Category Archives: LOL

Lol – Shirley Goodnest

A mother was concerned about her kindergarten son walking alone to school. He didn’t want his mother to walk with him. She wanted to give him the feeling that he had some independence but yet know that he was safe.

So she had the idea of how to handle it. She asked a neighbour if she would please follow him to school in the mornings, staying at a distance, so he probably wouldn’t notice her. The neighbour said that since she was up early with her toddler anyway, it would be a good way for them to get some exercise as well, so she agreed.

The next day, the neighbour and her little girl set out following behind Timmy as he walked to school with another neighbour’s girl he knew. She did this for a whole week.

As the two kids walked and chatted, kicking stones and twigs, Timmy’s little friend noticed the same lady was following them as she seemed to do every day all week.
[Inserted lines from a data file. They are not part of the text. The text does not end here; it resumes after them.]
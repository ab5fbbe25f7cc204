//! Persisted min-max normalization

use serde::{Deserialize, Serialize};

use super::schema::{check_columns, column_names, FeatureVector};
use crate::{DotaError, Result};

/// Per-column bounds fit once from a reference batch.
///
/// Transform maps `min..max` onto `0..1`. A zero-range column is divided by
/// one. Values outside the fit range pass through unclipped.
#[derive(Debug, Clone, PartialEq, Serialize, Deserialize)]
pub struct MinMaxScaler {
    pub columns: Vec<String>,
    pub min: Vec<f32>,
    pub max: Vec<f32>,
}

impl MinMaxScaler {
    pub fn fit(batch: &[FeatureVector]) -> Result<Self> {
        if batch.is_empty() {
            return Err(DotaError::Model(
                "Cannot fit scaler on an empty batch".to_string(),
            ));
        }

        let mut min = vec![f32::INFINITY; FeatureVector::DIM];
        let mut max = vec![f32::NEG_INFINITY; FeatureVector::DIM];
        for fv in batch {
            for (i, v) in fv.to_array().into_iter().enumerate() {
                min[i] = min[i].min(v);
                max[i] = max[i].max(v);
            }
        }

        Ok(MinMaxScaler {
            columns: column_names(),
            min,
            max,
        })
    }

    /// Fails with `FeatureMismatch` if fit on a different schema
    pub fn ensure_schema(&self) -> Result<()> {
        check_columns(&column_names(), &self.columns)?;
        if self.min.len() != self.columns.len() || self.max.len() != self.columns.len() {
            return Err(DotaError::Parse(format!(
                "Scaler bounds have {}/{} entries for {} columns",
                self.min.len(),
                self.max.len(),
                self.columns.len()
            )));
        }
        Ok(())
    }

    fn scale(&self, i: usize, v: f32) -> f32 {
        let range = self.max[i] - self.min[i];
        let range = if range == 0.0 { 1.0 } else { range };
        (v - self.min[i]) / range
    }

    pub fn transform(&self, fv: &FeatureVector) -> Result<FeatureVector> {
        self.ensure_schema()?;
        let mut out = fv.to_array();
        for (i, v) in out.iter_mut().enumerate() {
            *v = self.scale(i, *v);
        }
        Ok(FeatureVector::from_array(&out))
    }

    pub fn to_bytes(&self) -> Result<Vec<u8>> {
        Ok(serde_json::to_vec(self)?)
    }

    pub fn from_bytes(bytes: &[u8]) -> Result<Self> {
        let scaler: MinMaxScaler = serde_json::from_slice(bytes)?;
        scaler.ensure_schema()?;
        Ok(scaler)
    }
}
Finally she said to Timmy: “Have you noticed that lady following us to school all week? Do you know her?”

Timmy nonchalantly replied: “Yeah, I know who she is.”

The little girl said: “Well, who is she?”

“That’s just Shirley Goodnest,” Timmy replied, “and her daughter, Marcy.”

“Shirley Goodnest? Who is she and why is she following us?”

“Well,” Timmy explained, “every night, my mum makes me say the 23rd Psalm with my prayers, ’cause she worries about me so much. And in the Psalm it says:

‘Shirley Goodnest and Marcy shall follow me all the days of my life’

“So I guess I will just have to get used to it!”


Lmao… May “Shirley Goodnest and Marcy” follow you today and all the days of your life… if your sense of humour is alive and sharp, say “Amen!”. Lol. Have a wonderful day, folks.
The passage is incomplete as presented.